Some apartment complexes charge extra for use of the car park and fitness center, so make sure you ask about this before you put pen to paper. Check out if there are any mini-marts and convenience stores, or larger supermarkets within walking distance. These are lifelines to non-cooks and domestically inept singles.


The most affluent neighborhoods are Sukhumvit, Silom, Sathorn, Thonglor and Ekamai. The less expensive to medium priced localities in the inner city are, among others, mainly in the area of Phaholyothin, Ari, Ladprao, and Phaya Thai.

The rule of thumb is, the closer you are to a BTS or MRT line, the more expensive the accommodation will be. Living further out from the city center can be cheaper, but you have to consider the extra traveling expenses to get around, so ultimately there might not be much of a difference.


Rental costs can vary widely from top-end THB 70,000 or more per month for two-three bedroom spacious flats, to mid-range of about THB 15-20,000 and down to THB 8-9,000 for studios and one-bedroom flats.

You don’t always have to sign a contract as a number of apartments offer daily or weekly rentals. Most are furnished with a bed, fridge, TV, wardrobe, and possibly a chair or table. If staying short term, free Wi-Fi is usually available.

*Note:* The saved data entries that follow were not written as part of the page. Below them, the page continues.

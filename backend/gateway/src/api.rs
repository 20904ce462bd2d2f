//! JSON API driving the diagnosis page.
//!
//! One session per server: the page is a single-user surface and the
//! lifecycle has exactly one current image. The session mutex is held across
//! the inference await, which is what keeps a second analyze call from
//! starting while one is in flight.

use std::sync::Arc;

use axum::{
    extract::State,
    http::{header, HeaderMap, StatusCode},
    response::{Html, Json},
    routing::{get, post},
    Router,
};
use bytes::Bytes;
use serde_json::{json, Value};
use tokio::sync::Mutex;
use tracing::warn;

use plantguard_core::{DiagnosisError, Session, ViewState};
use plantguard_inference::DiagnosisPipeline;
use plantguard_report::{render_report_html, view_model};

/// Shared application state for API handlers.
pub struct AppState {
    pub session: Mutex<Session>,
    pub pipeline: DiagnosisPipeline,
}

impl AppState {
    pub fn new(pipeline: DiagnosisPipeline) -> Self {
        Self {
            session: Mutex::new(Session::new()),
            pipeline,
        }
    }
}

/// Build the Axum router with the page and all API routes.
pub fn build_router(state: Arc<AppState>) -> Router {
    Router::new()
        .route("/", get(index))
        .route("/api/health", get(health))
        .route("/api/state", get(get_state))
        .route("/api/upload", post(upload))
        .route("/api/analyze", post(analyze))
        .route("/api/reset", post(reset))
        .with_state(state)
}

async fn index() -> Html<&'static str> {
    Html(include_str!("../assets/index.html"))
}

async fn health() -> Json<Value> {
    Json(json!({
        "status": "ok",
        "service": "plantguard",
        "version": env!("CARGO_PKG_VERSION"),
    }))
}

/// Current view model, plus server-rendered card markup when a result is up.
fn state_payload(session: &Session) -> Json<Value> {
    let vm = view_model(session.state());
    let html = match session.state() {
        ViewState::Result { record, .. } => Some(render_report_html(record)),
        _ => None,
    };
    Json(json!({
        "view": vm.view,
        "preview": vm.preview,
        "canAnalyze": vm.can_analyze,
        "report": vm.report,
        "error": vm.error,
        "html": html,
    }))
}

fn error_response(err: &DiagnosisError) -> (StatusCode, Json<Value>) {
    let status = match err {
        DiagnosisError::InvalidMediaType(_) => StatusCode::UNSUPPORTED_MEDIA_TYPE,
        DiagnosisError::InvalidTransition { .. } => StatusCode::CONFLICT,
        _ => StatusCode::INTERNAL_SERVER_ERROR,
    };
    (status, Json(json!({ "error": err.to_string() })))
}

async fn get_state(State(state): State<Arc<AppState>>) -> Json<Value> {
    let session = state.session.lock().await;
    state_payload(&session)
}

/// Accept raw image bytes; Content-Type is the declared media type and an
/// optional `X-Filename` header covers extension-based detection.
async fn upload(
    State(state): State<Arc<AppState>>,
    headers: HeaderMap,
    body: Bytes,
) -> Result<Json<Value>, (StatusCode, Json<Value>)> {
    let declared = headers
        .get(header::CONTENT_TYPE)
        .and_then(|v| v.to_str().ok());
    let filename = headers
        .get("x-filename")
        .and_then(|v| v.to_str().ok())
        .unwrap_or("upload");

    let mut session = state.session.lock().await;
    plantguard_media::submit_file(&mut session, filename, declared, body).map_err(|e| {
        warn!(error = %e, "upload rejected");
        error_response(&e)
    })?;
    Ok(state_payload(&session))
}

/// Run the pipeline for the current image. 409 outside Previewing.
async fn analyze(
    State(state): State<Arc<AppState>>,
) -> Result<Json<Value>, (StatusCode, Json<Value>)> {
    let mut session = state.session.lock().await;
    let image = session.begin_analysis().map_err(|e| error_response(&e))?;

    let outcome = state.pipeline.analyze(&image).await;
    if let Err(err) = &outcome {
        warn!(error = %err, "analysis failed");
    }
    // The session was left in Loading by begin_analysis, so finish cannot
    // hit an invalid transition here.
    session.finish(outcome).map_err(|e| error_response(&e))?;
    Ok(state_payload(&session))
}

async fn reset(State(state): State<Arc<AppState>>) -> Json<Value> {
    let mut session = state.session.lock().await;
    plantguard_media::reset(&mut session);
    state_payload(&session)
}
//! Response normalizer.
//!
//! The model is instructed to emit strict JSON but doesn't always comply: it
//! may wrap the payload in markdown fences or omit optional arrays. Fences
//! and whitespace are tolerated here; a missing or unknown `status` is not.

use serde_json::Value;

use plantguard_core::{DiagnosisError, DiagnosisRecord};

/// Parse the model's reply text into a `DiagnosisRecord`.
pub fn normalize(raw_text: &str) -> Result<DiagnosisRecord, DiagnosisError> {
    let clean = strip_code_fences(raw_text);

    let value: Value = serde_json::from_str(&clean)
        .map_err(|e| DiagnosisError::MalformedJson(e.to_string()))?;

    if value.get("status").is_none() {
        return Err(DiagnosisError::InvalidSchema(
            "missing required field \"status\"".to_string(),
        ));
    }

    serde_json::from_value(value).map_err(|e| DiagnosisError::InvalidSchema(e.to_string()))
}

/// Remove markdown code-fence markers and trim surrounding whitespace.
fn strip_code_fences(text: &str) -> String {
    text.replace("```json", "").replace("```", "").trim().to_string()
}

For longer arrangements, contracts are either six months or one-year with a two to three-month deposit. Metered electricity and water are charged separately then added to the monthly bill.

Whatever you choose, do your research, keep your focus, have a plan of exactly what you are looking for, and seek as much advice as you can to make sure that your stay in this great city is a happy one!

Born in England, Christopher Scott Dixon is an experienced writer and ex-BBC radio reporter/presenter. He has contributed many features to a variety of publications in Thailand and in the UK. He has also written 18 books across different genres and is a qualified teacher.